● To do
Return verbatim all lines from the first one in the records to the line with "fn subject_key(&self) ->", both ends kept.

Segment Start: Material for the task

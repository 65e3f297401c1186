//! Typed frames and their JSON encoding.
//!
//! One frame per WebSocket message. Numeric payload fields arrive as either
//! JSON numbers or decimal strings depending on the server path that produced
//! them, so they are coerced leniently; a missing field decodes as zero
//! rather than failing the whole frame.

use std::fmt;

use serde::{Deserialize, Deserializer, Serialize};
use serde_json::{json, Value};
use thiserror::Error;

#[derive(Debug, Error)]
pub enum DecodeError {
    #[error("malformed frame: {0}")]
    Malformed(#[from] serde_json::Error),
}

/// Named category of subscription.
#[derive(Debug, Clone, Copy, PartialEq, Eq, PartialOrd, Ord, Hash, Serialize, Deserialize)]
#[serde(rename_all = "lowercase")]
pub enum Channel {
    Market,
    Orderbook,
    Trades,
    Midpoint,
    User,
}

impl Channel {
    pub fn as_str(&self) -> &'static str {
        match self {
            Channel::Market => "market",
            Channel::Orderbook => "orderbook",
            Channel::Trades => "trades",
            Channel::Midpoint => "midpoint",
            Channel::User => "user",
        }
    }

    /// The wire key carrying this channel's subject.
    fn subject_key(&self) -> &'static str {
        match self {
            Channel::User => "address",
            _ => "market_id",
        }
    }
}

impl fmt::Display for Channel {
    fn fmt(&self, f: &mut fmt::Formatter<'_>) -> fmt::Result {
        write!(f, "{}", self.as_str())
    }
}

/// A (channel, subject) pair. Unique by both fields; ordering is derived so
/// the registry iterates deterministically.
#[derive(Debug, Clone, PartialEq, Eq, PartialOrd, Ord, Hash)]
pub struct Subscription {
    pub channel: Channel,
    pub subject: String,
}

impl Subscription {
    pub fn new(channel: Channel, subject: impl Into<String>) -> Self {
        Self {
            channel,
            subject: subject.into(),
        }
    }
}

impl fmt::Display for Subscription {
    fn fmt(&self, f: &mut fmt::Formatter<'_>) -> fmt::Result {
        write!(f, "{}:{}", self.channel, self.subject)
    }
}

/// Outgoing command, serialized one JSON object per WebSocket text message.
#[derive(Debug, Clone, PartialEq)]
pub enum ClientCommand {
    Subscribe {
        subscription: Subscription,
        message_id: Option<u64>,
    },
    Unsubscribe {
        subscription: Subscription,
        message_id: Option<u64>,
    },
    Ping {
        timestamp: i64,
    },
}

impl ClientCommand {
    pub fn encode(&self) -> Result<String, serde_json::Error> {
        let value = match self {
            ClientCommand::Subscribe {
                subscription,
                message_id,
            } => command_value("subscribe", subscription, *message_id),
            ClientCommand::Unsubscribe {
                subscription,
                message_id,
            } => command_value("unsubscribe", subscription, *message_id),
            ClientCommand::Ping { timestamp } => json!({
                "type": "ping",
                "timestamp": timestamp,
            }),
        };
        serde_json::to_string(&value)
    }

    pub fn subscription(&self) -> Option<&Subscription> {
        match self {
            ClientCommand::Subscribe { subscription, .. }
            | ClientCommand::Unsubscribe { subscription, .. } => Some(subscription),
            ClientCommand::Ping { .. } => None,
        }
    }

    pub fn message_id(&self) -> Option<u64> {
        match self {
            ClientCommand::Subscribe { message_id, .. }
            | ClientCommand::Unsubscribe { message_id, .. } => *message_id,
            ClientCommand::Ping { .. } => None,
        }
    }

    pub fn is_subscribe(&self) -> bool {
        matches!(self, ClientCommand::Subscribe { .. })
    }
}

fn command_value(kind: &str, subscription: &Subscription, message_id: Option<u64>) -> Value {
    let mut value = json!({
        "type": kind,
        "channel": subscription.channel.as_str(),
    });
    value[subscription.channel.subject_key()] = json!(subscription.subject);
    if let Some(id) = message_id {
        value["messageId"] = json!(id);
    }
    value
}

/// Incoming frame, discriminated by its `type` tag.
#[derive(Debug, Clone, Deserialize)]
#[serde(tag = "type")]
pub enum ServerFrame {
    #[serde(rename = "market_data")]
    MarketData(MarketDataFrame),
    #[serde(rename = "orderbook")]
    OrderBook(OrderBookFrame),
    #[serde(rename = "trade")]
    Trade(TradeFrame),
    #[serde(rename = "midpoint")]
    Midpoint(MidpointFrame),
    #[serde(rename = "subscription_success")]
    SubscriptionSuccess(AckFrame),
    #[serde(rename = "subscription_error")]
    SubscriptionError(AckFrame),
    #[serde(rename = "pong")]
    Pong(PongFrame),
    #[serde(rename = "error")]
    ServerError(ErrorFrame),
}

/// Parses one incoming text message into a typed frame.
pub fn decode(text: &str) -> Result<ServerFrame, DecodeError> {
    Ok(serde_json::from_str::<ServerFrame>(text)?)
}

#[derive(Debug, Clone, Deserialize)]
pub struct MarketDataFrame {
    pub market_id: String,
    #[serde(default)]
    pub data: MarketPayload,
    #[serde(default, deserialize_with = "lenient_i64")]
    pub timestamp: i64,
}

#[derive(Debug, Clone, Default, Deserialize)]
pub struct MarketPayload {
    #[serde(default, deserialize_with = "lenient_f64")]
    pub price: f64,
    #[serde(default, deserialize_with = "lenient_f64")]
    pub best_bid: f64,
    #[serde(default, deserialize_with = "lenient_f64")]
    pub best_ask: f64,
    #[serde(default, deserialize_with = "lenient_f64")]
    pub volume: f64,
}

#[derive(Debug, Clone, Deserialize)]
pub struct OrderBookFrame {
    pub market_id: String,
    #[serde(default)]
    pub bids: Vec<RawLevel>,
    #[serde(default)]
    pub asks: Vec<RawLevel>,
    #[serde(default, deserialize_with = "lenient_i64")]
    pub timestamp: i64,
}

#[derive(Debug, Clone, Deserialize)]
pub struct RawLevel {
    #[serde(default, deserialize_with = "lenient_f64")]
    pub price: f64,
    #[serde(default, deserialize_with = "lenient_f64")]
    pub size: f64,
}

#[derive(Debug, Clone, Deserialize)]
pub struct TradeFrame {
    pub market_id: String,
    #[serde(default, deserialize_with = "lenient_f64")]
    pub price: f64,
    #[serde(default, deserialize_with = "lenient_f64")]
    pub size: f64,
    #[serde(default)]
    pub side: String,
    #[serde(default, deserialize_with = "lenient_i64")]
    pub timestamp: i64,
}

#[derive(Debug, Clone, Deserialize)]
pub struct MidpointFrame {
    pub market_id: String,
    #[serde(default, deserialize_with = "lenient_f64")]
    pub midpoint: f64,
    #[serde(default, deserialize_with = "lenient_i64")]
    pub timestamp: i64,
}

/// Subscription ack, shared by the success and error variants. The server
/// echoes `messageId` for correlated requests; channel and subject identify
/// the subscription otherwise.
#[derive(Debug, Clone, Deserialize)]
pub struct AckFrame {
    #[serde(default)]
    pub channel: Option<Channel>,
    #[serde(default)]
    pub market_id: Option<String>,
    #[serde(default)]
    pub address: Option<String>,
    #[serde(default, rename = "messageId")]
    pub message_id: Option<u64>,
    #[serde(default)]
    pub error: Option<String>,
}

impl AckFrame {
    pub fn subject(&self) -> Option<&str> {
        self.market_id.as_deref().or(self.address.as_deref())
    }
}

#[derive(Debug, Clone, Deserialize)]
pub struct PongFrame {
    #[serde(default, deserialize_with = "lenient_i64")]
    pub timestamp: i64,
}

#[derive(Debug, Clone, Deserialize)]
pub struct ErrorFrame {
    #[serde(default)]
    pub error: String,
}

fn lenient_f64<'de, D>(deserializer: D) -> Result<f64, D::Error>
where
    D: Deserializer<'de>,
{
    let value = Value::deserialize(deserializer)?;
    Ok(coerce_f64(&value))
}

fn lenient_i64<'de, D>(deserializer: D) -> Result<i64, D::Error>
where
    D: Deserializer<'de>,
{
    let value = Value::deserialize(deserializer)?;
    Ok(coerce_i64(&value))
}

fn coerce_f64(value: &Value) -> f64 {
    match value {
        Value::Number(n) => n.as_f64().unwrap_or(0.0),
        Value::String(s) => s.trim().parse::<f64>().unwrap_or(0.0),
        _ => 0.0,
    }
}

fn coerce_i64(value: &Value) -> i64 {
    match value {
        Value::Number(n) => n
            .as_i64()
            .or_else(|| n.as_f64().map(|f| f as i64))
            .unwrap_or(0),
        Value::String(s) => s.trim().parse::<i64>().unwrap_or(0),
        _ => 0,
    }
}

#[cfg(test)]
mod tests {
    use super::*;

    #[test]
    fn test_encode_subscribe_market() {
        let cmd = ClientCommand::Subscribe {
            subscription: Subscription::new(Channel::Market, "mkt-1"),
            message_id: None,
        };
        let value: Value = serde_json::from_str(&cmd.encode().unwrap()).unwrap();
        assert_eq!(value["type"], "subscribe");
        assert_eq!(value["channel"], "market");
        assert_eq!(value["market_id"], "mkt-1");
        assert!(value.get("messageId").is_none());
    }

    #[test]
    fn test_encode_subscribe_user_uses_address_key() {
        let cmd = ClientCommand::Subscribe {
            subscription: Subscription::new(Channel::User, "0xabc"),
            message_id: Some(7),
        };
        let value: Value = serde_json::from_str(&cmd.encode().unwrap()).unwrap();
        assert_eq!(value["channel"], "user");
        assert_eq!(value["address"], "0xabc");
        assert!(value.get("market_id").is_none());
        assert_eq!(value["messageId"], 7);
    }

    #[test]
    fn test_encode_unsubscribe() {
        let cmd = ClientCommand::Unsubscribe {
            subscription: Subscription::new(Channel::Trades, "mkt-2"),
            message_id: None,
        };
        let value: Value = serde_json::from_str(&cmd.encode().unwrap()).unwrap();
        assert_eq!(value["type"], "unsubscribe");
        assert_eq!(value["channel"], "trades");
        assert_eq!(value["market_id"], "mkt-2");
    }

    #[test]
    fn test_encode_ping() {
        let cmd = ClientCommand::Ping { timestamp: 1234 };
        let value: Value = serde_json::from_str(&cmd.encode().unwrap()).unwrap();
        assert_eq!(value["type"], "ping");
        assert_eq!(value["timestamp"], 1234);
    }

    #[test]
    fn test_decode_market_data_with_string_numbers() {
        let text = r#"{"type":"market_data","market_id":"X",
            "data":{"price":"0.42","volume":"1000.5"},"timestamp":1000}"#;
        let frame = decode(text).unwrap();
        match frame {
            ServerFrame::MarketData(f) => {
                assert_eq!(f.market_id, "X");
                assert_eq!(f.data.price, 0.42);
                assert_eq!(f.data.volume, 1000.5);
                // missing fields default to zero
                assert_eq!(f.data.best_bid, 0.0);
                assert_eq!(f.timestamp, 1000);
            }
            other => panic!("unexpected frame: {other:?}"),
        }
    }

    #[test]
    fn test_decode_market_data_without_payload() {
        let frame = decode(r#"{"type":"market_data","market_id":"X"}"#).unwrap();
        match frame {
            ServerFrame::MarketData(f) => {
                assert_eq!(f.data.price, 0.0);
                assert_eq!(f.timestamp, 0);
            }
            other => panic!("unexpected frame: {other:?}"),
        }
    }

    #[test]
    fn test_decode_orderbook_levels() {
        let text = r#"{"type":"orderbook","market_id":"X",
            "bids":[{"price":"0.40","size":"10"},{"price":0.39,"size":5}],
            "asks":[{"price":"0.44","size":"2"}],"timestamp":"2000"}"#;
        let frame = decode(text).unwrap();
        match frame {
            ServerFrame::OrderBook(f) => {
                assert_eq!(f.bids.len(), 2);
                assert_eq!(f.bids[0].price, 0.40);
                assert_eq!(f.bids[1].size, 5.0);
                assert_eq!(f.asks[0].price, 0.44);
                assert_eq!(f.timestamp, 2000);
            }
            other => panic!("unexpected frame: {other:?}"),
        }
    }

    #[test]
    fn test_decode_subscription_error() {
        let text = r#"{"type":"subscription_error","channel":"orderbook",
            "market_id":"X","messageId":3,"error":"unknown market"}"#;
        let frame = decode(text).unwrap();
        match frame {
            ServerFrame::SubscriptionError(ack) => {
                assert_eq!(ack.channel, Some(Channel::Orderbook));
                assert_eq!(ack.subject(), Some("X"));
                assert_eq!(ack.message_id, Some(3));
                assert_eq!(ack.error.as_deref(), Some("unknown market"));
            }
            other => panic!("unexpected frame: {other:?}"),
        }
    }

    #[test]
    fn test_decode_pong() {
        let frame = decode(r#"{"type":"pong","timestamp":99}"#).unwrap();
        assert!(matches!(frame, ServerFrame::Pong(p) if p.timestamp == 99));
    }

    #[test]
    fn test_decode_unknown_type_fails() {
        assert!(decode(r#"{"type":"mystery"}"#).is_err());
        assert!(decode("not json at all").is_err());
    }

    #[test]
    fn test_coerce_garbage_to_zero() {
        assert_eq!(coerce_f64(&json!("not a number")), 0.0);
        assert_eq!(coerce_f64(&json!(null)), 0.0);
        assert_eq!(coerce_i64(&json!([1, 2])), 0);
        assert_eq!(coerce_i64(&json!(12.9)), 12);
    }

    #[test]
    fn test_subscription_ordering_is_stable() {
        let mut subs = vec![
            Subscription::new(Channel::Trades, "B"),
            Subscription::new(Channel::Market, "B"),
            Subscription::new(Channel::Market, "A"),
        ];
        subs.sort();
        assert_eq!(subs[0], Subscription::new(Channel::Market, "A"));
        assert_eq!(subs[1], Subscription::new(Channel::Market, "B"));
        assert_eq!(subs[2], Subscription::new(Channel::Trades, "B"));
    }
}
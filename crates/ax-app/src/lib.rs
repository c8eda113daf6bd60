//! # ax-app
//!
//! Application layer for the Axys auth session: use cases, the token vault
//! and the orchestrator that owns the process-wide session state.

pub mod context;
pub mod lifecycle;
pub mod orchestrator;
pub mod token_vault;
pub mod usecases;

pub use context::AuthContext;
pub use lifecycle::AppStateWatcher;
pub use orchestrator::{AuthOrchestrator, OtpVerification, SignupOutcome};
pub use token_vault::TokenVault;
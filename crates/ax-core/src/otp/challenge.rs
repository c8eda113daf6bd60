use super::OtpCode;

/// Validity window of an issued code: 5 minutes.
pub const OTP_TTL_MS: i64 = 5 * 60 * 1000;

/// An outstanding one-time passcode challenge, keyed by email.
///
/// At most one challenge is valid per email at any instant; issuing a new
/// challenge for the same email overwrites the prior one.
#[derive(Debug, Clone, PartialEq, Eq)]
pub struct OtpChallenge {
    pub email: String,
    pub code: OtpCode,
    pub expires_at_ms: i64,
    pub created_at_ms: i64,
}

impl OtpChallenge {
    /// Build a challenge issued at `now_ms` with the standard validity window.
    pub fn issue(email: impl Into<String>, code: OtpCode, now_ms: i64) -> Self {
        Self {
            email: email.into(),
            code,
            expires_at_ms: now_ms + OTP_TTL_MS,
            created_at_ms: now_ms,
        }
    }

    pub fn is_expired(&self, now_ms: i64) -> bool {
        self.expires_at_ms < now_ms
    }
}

Segment End: Material for the task

● Task output
repository 65e3f297401c1186
//! Typed frames and their JSON encoding.
//!
//! One frame per WebSocket message. Numeric payload fields arrive as either
//! JSON numbers or decimal strings depending on the server path that produced
//! them, so they are coerced leniently; a missing field decodes as zero
//! rather than failing the whole frame.

use std::fmt;

use serde::{Deserialize, Deserializer, Serialize};
use serde_json::{json, Value};
use thiserror::Error;

#[derive(Debug, Error)]
pub enum DecodeError {
    #[error("malformed frame: {0}")]
    Malformed(#[from] serde_json::Error),
}

/// Named category of subscription.
#[derive(Debug, Clone, Copy, PartialEq, Eq, PartialOrd, Ord, Hash, Serialize, Deserialize)]
#[serde(rename_all = "lowercase")]
pub enum Channel {
    Market,
    Orderbook,
    Trades,
    Midpoint,
    User,
}

impl Channel {
    pub fn as_str(&self) -> &'static str {
        match self {
            Channel::Market => "market",
            Channel::Orderbook => "orderbook",
            Channel::Trades => "trades",
            Channel::Midpoint => "midpoint",
            Channel::User => "user",
        }
    }

    /// The wire key carrying this channel's subject.
    fn subject_key(&self) -> &'static str {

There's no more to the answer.